Dans les sous-sols des bibliothèques, au-delà des rayonnages de livres, se trouvent d’importantes collections photographiques. Des centaines d’images fixées par la lumière sur des supports variés (verre, papier, film) sont rangées dans leurs boîtes d’origine, numérotées (parfois) inventoriées (plus rarement), entreposées depuis des décennies dans l’obscurité d’un magasin. Les plus anciennes datent du milieu du XIXe siècle, les plus récentes du début du XXIe. Leur usage a cessé avec la photographie numérique et la disponibilité des images sur le Web. Exceptionnellement, nous les présentons au public pour les Journées européennes du patrimoine 2024. Les collections photographiques des universités témoignent des modalités matérielles et techniques d’enseignement et de recherche à l’ère de l’image photographique généralisée, soit, pour la faculté des Lettres de Bordeaux, à partir des années 1870.

Intérieur de la bibliothèque universitaire Droit – Lettres dans les années 1970. Photographie d’Aurélien Faure, fond d’archives de la direction de la communication de l’Université Bordeaux Montaigne.

Si les technologies ont considérablement changé, de la plaque de verre au gélatino-bromure d’argent à la photogrammétrie, du calque physique au calque numérique, les principes qui sous-tendent leur usage académique sont toujours les mêmes. La projection d’images pour accompagner un cours, maintenant en visioconférence, remonte au moins aux années 1890. De grandes banques d’images savantes sur les monuments, les œuvres d’art, les lieux et les hommes, la nature, existaient déjà au XIXe siècle : avant d’y accéder sur le réseau Internet, on pouvait les trouver dans les bibliothèques et centres de documentation des universités.

Orthophotographie du mur Sud-Est de l’ancienne église du couvent des Cordeliers de Lesparre, réalisée par Archeovision (Archéosciences Bordeaux).

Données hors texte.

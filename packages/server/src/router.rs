//! Router construction for the overlay API.

use crate::handlers::{editor, publish, trace};
use crate::state::AppState;
use axum::routing::{get, post};
use axum::Router;
use tower_http::cors::CorsLayer;
use tower_http::trace::TraceLayer;

pub const API_PREFIX: &str = "/api/dve";

/// Build the full router with every `/api/dve` route.
pub fn build_router(state: AppState) -> Router {
    let api = Router::new()
        // Editing (draft revision)
        .route("/session/start", post(editor::session_start))
        .route("/element/resolve", post(editor::resolve_element))
        .route("/edit/text", post(editor::edit_text))
        .route("/edit/style", post(editor::edit_style))
        .route("/section/insert", post(editor::insert_section))
        .route("/bind/action", post(editor::bind_action))
        .route("/bind/test", post(editor::test_binding))
        .route("/save-draft", post(editor::save_draft))
        .route("/ops/append", post(editor::append_ops))
        .route("/style/remove", post(editor::remove_style))
        .route("/text/remove", post(editor::remove_text))
        .route("/section/remove", post(editor::remove_section))
        .route("/bind/remove", post(editor::unbind_action))
        .route("/actions", get(editor::list_actions))
        // Publishing
        .route("/preflight", post(publish::preflight))
        .route("/publish", post(publish::publish))
        .route("/rollback", post(publish::rollback))
        .route("/diff", get(publish::diff))
        .route("/audit", get(publish::audit))
        .route("/page/load", get(publish::load_page))
        // Runtime
        .route("/trace", post(trace::ingest));

    Router::new()
        .nest(API_PREFIX, api)
        .with_state(state)
        .layer(TraceLayer::new_for_http())
        .layer(CorsLayer::permissive())
}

Une telle image permet de corriger les déformations liées au relief, offrant notamment la possibilité d’effectuer des mesures précises.

Les scientifiques du XXIe siècle continuent de collecter et produire des masses de photographies au cours de leurs recherches, comme aux siècles passés ; simplement occupent-elles maintenant de l’espace sur des serveurs et non plus sur des étagères. Au-delà des documents eux-mêmes et de l’évocation matérielle du passé, que nous vous invitons à apprécier, ce sont les transformations et les permanences des pratiques photographiques académiques que nous voulons rendre visibles dans cette exposition. Et, parfois, dans les solutions matérielles originales ou dans les procédés de prise de vue innovants, la profonde inventivité visuelle du savant à l’ère de la reproduction photographique.

Une exposition à découvrir jusqu’au 25 octobre 2024
Le livret est consultable en ligne.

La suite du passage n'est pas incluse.